Paul Giovanopoulos

I Have a Dream

Lithograph, 20th Century.
Edition No. 39/150.
Image: 17 x 22
Paper: 22 x 30
Excellent condition.

Inventory Number: PG1001
Pencil signed and numbered by artist.
Portrait of Martin Luther King Jr. with children in background.
Call for price: 201-871-3577

Paul Giovanopoulos was born November 11, 1939 in Kastoria, Greece. He has since made his mark as an American artist, having attended the New York University and School of Visual Arts, before obtaining US citizenship in 1961 at the age of 22.

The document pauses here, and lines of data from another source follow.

//! User API operations (users and their tokens)

use log::debug;

use crate::awx::models::User;
use crate::awx::tokens::{AuthorizedToken, PersonalToken, Token};
use crate::awx::{AwxClient, QueryParams};
use crate::config::api::{self, related};
use crate::error::Result;

impl AwxClient {
    /// List all users (with pagination)
    pub async fn list_users(&self, params: &QueryParams) -> Result<Vec<User>> {
        self.list_collection(api::USERS, params).await
    }

    /// Get a user by ID
    pub async fn get_user(&self, id: i64) -> Result<User> {
        self.get_resource(
            &api::resource_path(api::USERS, id),
            &QueryParams::new(),
            &format!("user {}", id),
        )
        .await
    }

    /// List the regular OAuth2 tokens of a user
    pub async fn list_user_tokens(&self, user_id: i64, params: &QueryParams) -> Result<Vec<Token>> {
        self.list_related(api::USERS, user_id, related::TOKENS, params)
            .await
    }

    /// Get one of a user's tokens
    ///
    /// User token URLs point at `/tokens/<id>/`, so this is a plain token lookup.
    pub async fn get_user_token(
        &self,
        user_id: i64,
        token_id: i64,
        params: &QueryParams,
    ) -> Result<Token> {
        debug!("Fetching token {} of user {}", token_id, user_id);
        self.get_token(token_id, params).await
    }

    /// List the tokens a user authorized for applications
    pub async fn list_user_authorized_tokens(
        &self,
        user_id: i64,
        params: &QueryParams,
    ) -> Result<Vec<AuthorizedToken>> {
        self.list_related(api::USERS, user_id, related::AUTHORIZED_TOKENS, params)
            .await
    }

    /// Get one authorized token of a user
    pub async fn get_user_authorized_token(
        &self,
        user_id: i64,
        token_id: i64,
        params: &QueryParams,
    ) -> Result<AuthorizedToken> {
        let path = format!(
            "{}{}/",
            api::related_path(api::USERS, user_id, related::AUTHORIZED_TOKENS),
            token_id
        );
        self.get_resource(
            &path,
            params,
            &format!("authorized token {} of user {}", token_id, user_id),
        )
        .await
    }

    /// List the personal access tokens of a user
    pub async fn list_user_personal_tokens(
        &self,
        user_id: i64,
        params: &QueryParams,
    ) -> Result<Vec<PersonalToken>> {
        self.list_related(api::USERS, user_id, related::PERSONAL_TOKENS, params)
            .await
    }

    /// Get one personal access token of a user
    pub async fn get_user_personal_token(
        &self,
        user_id: i64,
        token_id: i64,
        params: &QueryParams,
    ) -> Result<PersonalToken> {
        let path = format!(
            "{}{}/",
            api::related_path(api::USERS, user_id, related::PERSONAL_TOKENS),
            token_id
        );
        self.get_resource(
            &path,
            params,
            &format!("personal token {} of user {}", token_id, user_id),
        )
        .await
    }
}

#[cfg(test)]
mod tests {
    use super::*;
    use wiremock::matchers::{method, path, query_param};
    use wiremock::{Mock, MockServer, ResponseTemplate};

    fn token_json(id: i64) -> serde_json::Value {
        serde_json::json!({
            "id": id,
            "summary_fields": {"user": {"id": 4, "username": "alice"}},
            "user": 4,
            "scope": "read"
        })
    }

    #[tokio::test]
    async fn test_get_user() {
        let mock_server = MockServer::start().await;

        Mock::given(method("GET"))
            .and(path("/api/v2/users/4/"))
            .respond_with(ResponseTemplate::new(200).set_body_json(serde_json::json!({
                "id": 4,
                "username": "alice",
                "email": "alice@example.com"
            })))
            .mount(&mock_server)
            .await;

        let client = AwxClient::test_client(&mock_server.uri());
        let user = client.get_user(4).await.unwrap();
        assert_eq!(user.username, "alice");
    }

    #[tokio::test]
    async fn test_list_user_tokens() {
        let mock_server = MockServer::start().await;

        Mock::given(method("GET"))
            .and(path("/api/v2/users/4/tokens/"))
            .respond_with(ResponseTemplate::new(200).set_body_json(serde_json::json!({
                "count": 2,
                "next": null,
                "previous": null,
                "results": [token_json(1), token_json(2)]
            })))
            .mount(&mock_server)
            .await;

        let client = AwxClient::test_client(&mock_server.uri());
        let tokens = client
            .list_user_tokens(4, &QueryParams::new())
            .await
            .unwrap();
        assert_eq!(tokens.len(), 2);
    }

    #[tokio::test]
    async fn test_get_user_token_uses_token_endpoint() {
        let mock_server = MockServer::start().await;

        Mock::given(method("GET"))
            .and(path("/api/v2/tokens/2/"))
            .respond_with(ResponseTemplate::new(200).set_body_json(token_json(2)))
            .expect(1)
            .mount(&mock_server)
            .await;

        let client = AwxClient::test_client(&mock_server.uri());
        let token = client
            .get_user_token(4, 2, &QueryParams::new())
            .await
            .unwrap();
        assert_eq!(token.id, 2);
    }

    #[tokio::test]
    async fn test_list_user_authorized_tokens_walks_all_pages() {
        let mock_server = MockServer::start().await;

        Mock::given(method("GET"))
            .and(path("/api/v2/users/4/authorized_tokens/"))
            .and(query_param("page", "2"))
            .respond_with(ResponseTemplate::new(200).set_body_json(serde_json::json!({
                "count": 2,
                "next": null,
                "previous": "/api/v2/users/4/authorized_tokens/",
                "results": [token_json(8)]
            })))
            .mount(&mock_server)
            .await;

        Mock::given(method("GET"))
            .and(path("/api/v2/users/4/authorized_tokens/"))
            .respond_with(ResponseTemplate::new(200).set_body_json(serde_json::json!({
                "count": 2,
                "next": "/api/v2/users/4/authorized_tokens/?page=2",
                "previous": null,
                "results": [token_json(7)]
            })))
            .mount(&mock_server)
            .await;

        let client = AwxClient::test_client(&mock_server.uri());
        let tokens = client
            .list_user_authorized_tokens(4, &QueryParams::new())
            .await
            .unwrap();

        assert_eq!(tokens.iter().map(|t| t.id).collect::<Vec<_>>(), vec![7, 8]);
    }

    #[tokio::test]
    async fn test_get_user_authorized_token() {
        let mock_server = MockServer::start().await;

        Mock::given(method("GET"))
            .and(path("/api/v2/users/4/authorized_tokens/7/"))
            .respond_with(ResponseTemplate::new(200).set_body_json(token_json(7)))
            .expect(1)
            .mount(&mock_server)
            .await;

        let client = AwxClient::test_client(&mock_server.uri());
        let token = client
            .get_user_authorized_token(4, 7, &QueryParams::new())
            .await
            .unwrap();
        assert_eq!(token.id, 7);
    }

    #[tokio::test]
    async fn test_personal_tokens() {
        let mock_server = MockServer::start().await;

        Mock::given(method("GET"))
            .and(path("/api/v2/users/4/personal_tokens/"))
            .respond_with(ResponseTemplate::new(200).set_body_json(serde_json::json!({
                "count": 1,
                "next": "",
                "previous": null,
                "results": [token_json(11)]
            })))
            .mount(&mock_server)
            .await;

        Mock::given(method("GET"))
            .and(path("/api/v2/users/4/personal_tokens/11/"))
            .respond_with(ResponseTemplate::new(200).set_body_json(token_json(11)))
            .mount(&mock_server)
            .await;

        let client = AwxClient::test_client(&mock_server.uri());
        let tokens = client
            .list_user_personal_tokens(4, &QueryParams::new())
            .await
            .unwrap();
        assert_eq!(tokens.len(), 1);

        let token = client
            .get_user_personal_token(4, 11, &QueryParams::new())
            .await
            .unwrap();
        assert_eq!(token.username(), "alice");
    }
}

Paul still lives in New York, and has exhibited work across the United States, and Europe. His work is collected by such luminaries as Steve Wynn, James Cameron, Sylvester Stallone, and Michael Bloomberg. It has been featured within more than fifty private and corporate collections, including the New York Public Library and Harvard’s JFK School of Government.

Paul Giovanopoulos’ artwork is defined by complex investigation of simple objects. His original vision involved a carefully composed repetitive grid of panels as the base of a painting. Giovanopoulos then interpreted each panel, transforming the object within through “visual signatures” from art history, cultural icons and concept. In making art this way, he became at once creator, collector and curator of each canvas.

Continuing this idea of transformation, Giovanopoulos has gone on to create large single image paintings that involve a similar thought process. By melding the aforementioned interpretive elements into one visual, he conveys a disconcerting sense of familiar and unknown, anarchy and order. His sense of visual mischief has also led Giovanopoulos to create a series of Group paintings, wherein real people throughout history, be they famous or notorious, celebrated or reviled, are surrealistically combined in one canvas. Intellectually, these groups are impossible, but Giovanopoulos not only makes them work, he makes it all seem perfectly logical. After all, who better to play poker with Ghandi than da Vinci?

Even as his work sometimes borders on chaotic, Giovanopoulos maintains a firm hand on the overall visual rhythm. The paintings combine master draftsmanship with tireless invention in a dry humor that stands back from academic painting and, essentially, draws a mustache on it.

Although the wit in Giovanopoulos’ work is sometimes caustic, his use of appropriation is never grim. Rather, it is about the joy of looking, seeing and thinking, and the luxury of many solutions to one problem.